Work item
Word for word, restate every line from the one with "in one category" through the end of the records below, both included, and add nothing.

Saved data entries

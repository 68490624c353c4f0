//! Category endpoints

use std::sync::Arc;

use axum::{extract::State, routing::get, Json, Router};
use serde::Serialize;
use trivia_core::{paginate, CategoryFilter, PageRequest, PaginationParams, Question};

use super::common::{category_map, CategoryMap};
use crate::http::error::ApiError;
use crate::http::extractors::{ApiPath, ApiQuery};
use crate::http::server::AppState;

/// Category listing response
#[derive(Serialize)]
pub struct CategoriesResponse {
    pub success: bool,
    pub categories: CategoryMap,
    pub total_categories: usize,
}

/// Questions in one category
#[derive(Serialize)]
pub struct CategoryQuestionsResponse {
    pub success: bool,
    pub questions: Vec<Question>,
    pub total_questions: usize,
    pub current_category: String,
}

/// GET /categories - all categories keyed by id
async fn list_categories(
    State(state): State<Arc<AppState>>,
) -> Result<Json<CategoriesResponse>, ApiError> {
    let categories = category_map(state.store.list_categories().await?);

    Ok(Json(CategoriesResponse {
        success: true,
        total_categories: categories.len(),
        categories,
    }))
}

/// GET /categories/{id}/questions - paginated questions for a category
///
/// An unknown category is a client error (400), not a missing resource.
async fn category_questions(
    State(state): State<Arc<AppState>>,
    ApiPath(id): ApiPath<i64>,
    ApiQuery(params): ApiQuery<PaginationParams>,
) -> Result<Json<CategoryQuestionsResponse>, ApiError> {
    let category = state
        .store
        .get_category(id)
        .await?
        .ok_or_else(|| ApiError::BadRequest {
            reason: format!("category {id} does not exist"),
        })?;

    let questions = state.store.list_questions(CategoryFilter::Id(id)).await?;
    let page = PageRequest::from(params);

    Ok(Json(CategoryQuestionsResponse {
        success: true,
        questions: paginate(&questions, page).to_vec(),
        total_questions: questions.len(),
        current_category: category.kind,
    }))
}

/// Category routes
pub fn router() -> Router<Arc<AppState>> {
    Router::new()
        .route("/categories", get(list_categories))
        .route("/categories/{id}/questions", get(category_questions))
}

Written response
/// Questions in one category
#[derive(Serialize)]
pub struct CategoryQuestionsResponse {
    pub success: bool,
    pub questions: Vec<Question>,
    pub total_questions: usize,
    pub current_category: String,
}

/// GET /categories - all categories keyed by id
async fn list_categories(
    State(state): State<Arc<AppState>>,
) -> Result<Json<CategoriesResponse>, ApiError> {
    let categories = category_map(state.store.list_categories().await?);

    Ok(Json(CategoriesResponse {
        success: true,
        total_categories: categories.len(),
        categories,
    }))
}

/// GET /categories/{id}/questions - paginated questions for a category
///
/// An unknown category is a client error (400), not a missing resource.
async fn category_questions(
    State(state): State<Arc<AppState>>,
    ApiPath(id): ApiPath<i64>,
    ApiQuery(params): ApiQuery<PaginationParams>,
) -> Result<Json<CategoryQuestionsResponse>, ApiError> {
    let category = state
        .store
        .get_category(id)
        .await?
        .ok_or_else(|| ApiError::BadRequest {
            reason: format!("category {id} does not exist"),
        })?;

    let questions = state.store.list_questions(CategoryFilter::Id(id)).await?;
    let page = PageRequest::from(params);

    Ok(Json(CategoryQuestionsResponse {
        success: true,
        questions: paginate(&questions, page).to_vec(),
        total_questions: questions.len(),
        current_category: category.kind,
    }))
}

/// Category routes
pub fn router() -> Router<Arc<AppState>> {
    Router::new()
        .route("/categories", get(list_categories))
        .route("/categories/{id}/questions", get(category_questions))
}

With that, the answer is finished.